§ **Task goal**
All lines from the one containing "std::mem::take(&mut self.parked)" down to the one containing "for slot in", both ends included, are to be given again exactly; omit the rest of the listing below.

§ **Dataset**
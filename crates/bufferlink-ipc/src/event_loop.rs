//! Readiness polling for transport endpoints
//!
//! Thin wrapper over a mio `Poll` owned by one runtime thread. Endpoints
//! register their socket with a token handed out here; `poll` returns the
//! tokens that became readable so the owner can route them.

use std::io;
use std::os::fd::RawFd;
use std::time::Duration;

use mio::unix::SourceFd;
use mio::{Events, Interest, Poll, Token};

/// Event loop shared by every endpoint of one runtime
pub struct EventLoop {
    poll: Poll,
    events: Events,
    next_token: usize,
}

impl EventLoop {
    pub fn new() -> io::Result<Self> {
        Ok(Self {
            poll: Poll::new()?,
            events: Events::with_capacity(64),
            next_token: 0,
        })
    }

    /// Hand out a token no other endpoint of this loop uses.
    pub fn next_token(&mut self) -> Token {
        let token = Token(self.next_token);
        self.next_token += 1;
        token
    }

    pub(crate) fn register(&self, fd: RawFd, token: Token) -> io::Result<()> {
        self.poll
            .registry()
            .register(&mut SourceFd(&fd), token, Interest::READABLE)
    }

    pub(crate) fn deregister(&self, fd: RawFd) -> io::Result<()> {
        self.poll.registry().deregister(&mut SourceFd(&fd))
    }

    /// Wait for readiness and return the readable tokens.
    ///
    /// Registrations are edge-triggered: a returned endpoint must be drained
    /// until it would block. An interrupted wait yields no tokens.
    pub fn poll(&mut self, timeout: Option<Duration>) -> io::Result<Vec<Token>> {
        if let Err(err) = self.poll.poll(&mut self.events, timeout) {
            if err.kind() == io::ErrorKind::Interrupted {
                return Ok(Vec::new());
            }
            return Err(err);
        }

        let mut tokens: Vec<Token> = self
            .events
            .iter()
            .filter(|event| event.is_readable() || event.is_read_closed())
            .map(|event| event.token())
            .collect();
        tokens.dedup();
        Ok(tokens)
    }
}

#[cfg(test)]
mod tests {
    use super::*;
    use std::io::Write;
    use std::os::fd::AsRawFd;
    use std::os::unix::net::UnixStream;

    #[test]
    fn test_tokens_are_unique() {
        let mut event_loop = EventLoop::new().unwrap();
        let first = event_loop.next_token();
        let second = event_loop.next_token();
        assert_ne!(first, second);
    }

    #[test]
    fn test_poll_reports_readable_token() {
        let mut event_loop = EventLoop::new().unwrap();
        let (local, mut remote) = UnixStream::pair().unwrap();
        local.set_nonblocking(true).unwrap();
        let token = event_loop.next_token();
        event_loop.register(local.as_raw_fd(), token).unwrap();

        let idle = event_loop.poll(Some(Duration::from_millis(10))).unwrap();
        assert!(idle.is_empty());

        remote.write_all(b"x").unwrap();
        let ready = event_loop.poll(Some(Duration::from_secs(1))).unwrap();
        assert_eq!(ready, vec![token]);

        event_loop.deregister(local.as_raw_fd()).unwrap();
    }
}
--
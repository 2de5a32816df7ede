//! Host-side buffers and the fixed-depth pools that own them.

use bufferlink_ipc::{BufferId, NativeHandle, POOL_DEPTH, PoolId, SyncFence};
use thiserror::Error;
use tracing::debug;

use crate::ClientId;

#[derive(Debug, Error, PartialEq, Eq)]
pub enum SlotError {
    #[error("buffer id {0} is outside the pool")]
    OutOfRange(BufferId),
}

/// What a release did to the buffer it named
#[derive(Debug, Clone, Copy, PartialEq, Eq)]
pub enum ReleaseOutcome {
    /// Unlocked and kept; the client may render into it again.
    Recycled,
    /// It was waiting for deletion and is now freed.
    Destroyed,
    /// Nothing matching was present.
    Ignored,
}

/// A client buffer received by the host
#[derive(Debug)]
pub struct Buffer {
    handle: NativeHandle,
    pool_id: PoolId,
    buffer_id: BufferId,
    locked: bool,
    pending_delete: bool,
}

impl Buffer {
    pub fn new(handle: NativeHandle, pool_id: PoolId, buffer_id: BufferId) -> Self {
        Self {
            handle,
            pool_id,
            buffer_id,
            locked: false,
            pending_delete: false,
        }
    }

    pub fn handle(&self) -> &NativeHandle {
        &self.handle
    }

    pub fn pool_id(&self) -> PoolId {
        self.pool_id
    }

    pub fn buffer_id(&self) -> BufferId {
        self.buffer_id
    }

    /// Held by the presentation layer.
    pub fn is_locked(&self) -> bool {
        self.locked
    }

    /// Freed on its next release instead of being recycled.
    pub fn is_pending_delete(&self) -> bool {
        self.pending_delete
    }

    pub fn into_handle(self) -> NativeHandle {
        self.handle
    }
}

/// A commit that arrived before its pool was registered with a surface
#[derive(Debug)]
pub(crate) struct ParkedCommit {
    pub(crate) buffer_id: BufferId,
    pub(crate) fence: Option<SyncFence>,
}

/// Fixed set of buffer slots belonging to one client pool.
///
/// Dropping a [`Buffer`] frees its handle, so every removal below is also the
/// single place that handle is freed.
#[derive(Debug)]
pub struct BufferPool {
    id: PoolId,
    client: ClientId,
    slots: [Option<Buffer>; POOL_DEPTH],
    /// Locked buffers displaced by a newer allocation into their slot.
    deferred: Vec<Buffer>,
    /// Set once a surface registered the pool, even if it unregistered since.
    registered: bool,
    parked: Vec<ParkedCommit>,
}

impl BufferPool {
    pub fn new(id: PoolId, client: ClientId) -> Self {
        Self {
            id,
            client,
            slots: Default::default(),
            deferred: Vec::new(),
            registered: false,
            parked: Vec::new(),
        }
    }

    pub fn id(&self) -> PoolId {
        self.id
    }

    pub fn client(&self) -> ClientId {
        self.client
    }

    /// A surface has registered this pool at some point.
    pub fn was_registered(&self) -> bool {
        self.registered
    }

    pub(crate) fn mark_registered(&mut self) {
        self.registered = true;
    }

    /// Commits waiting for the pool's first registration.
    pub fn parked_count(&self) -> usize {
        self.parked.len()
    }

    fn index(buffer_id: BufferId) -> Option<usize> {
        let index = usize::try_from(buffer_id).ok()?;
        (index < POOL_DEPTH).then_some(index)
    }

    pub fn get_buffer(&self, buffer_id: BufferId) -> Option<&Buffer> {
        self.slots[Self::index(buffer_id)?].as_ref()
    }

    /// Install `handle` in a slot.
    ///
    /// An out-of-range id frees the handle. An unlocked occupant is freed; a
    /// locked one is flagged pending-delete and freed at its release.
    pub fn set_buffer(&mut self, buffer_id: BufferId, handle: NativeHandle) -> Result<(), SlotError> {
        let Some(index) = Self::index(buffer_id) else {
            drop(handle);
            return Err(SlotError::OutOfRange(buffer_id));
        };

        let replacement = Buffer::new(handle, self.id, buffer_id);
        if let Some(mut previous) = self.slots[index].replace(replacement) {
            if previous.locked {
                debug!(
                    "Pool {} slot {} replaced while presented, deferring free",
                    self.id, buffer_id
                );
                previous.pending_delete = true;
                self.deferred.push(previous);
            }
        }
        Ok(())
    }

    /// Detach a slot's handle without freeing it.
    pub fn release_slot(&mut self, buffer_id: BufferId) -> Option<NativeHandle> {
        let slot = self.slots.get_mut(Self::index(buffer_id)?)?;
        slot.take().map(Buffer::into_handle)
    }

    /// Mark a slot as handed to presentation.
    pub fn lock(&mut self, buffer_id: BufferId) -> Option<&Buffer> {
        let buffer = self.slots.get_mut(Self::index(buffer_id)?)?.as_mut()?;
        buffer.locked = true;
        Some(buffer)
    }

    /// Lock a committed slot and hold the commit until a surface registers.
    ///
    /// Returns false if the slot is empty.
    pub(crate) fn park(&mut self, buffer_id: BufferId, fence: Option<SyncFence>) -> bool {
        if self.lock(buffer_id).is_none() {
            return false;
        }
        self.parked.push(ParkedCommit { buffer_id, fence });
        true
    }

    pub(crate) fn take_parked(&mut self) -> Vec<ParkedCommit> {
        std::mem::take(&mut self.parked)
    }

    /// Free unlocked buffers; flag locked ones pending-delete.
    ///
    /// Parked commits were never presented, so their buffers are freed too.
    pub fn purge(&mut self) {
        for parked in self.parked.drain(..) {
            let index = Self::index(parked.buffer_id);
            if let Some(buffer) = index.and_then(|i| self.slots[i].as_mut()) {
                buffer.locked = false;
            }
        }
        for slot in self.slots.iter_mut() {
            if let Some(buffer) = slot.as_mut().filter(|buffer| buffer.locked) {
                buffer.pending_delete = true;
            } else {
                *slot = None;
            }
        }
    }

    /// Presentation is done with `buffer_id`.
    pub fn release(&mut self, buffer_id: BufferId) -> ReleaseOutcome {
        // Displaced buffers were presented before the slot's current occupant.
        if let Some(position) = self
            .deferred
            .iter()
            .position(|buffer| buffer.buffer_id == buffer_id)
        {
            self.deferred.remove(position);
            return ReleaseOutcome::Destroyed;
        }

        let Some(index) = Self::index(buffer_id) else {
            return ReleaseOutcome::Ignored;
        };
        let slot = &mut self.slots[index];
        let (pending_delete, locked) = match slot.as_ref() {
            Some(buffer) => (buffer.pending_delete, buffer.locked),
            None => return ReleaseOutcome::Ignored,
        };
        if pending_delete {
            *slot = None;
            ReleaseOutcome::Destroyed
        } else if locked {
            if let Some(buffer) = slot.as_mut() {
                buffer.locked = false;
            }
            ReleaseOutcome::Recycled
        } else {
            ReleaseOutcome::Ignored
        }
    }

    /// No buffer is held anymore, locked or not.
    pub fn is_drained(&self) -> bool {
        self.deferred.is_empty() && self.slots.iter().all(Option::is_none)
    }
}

§ **Output for this task**
        std::mem::take(&mut self.parked)
    }

    /// Free unlocked buffers; flag locked ones pending-delete.
    ///
    /// Parked commits were never presented, so their buffers are freed too.
    pub fn purge(&mut self) {
        for parked in self.parked.drain(..) {
            let index = Self::index(parked.buffer_id);
            if let Some(buffer) = index.and_then(|i| self.slots[i].as_mut()) {
                buffer.locked = false;
            }
        }
        for slot in self.slots.iter_mut() {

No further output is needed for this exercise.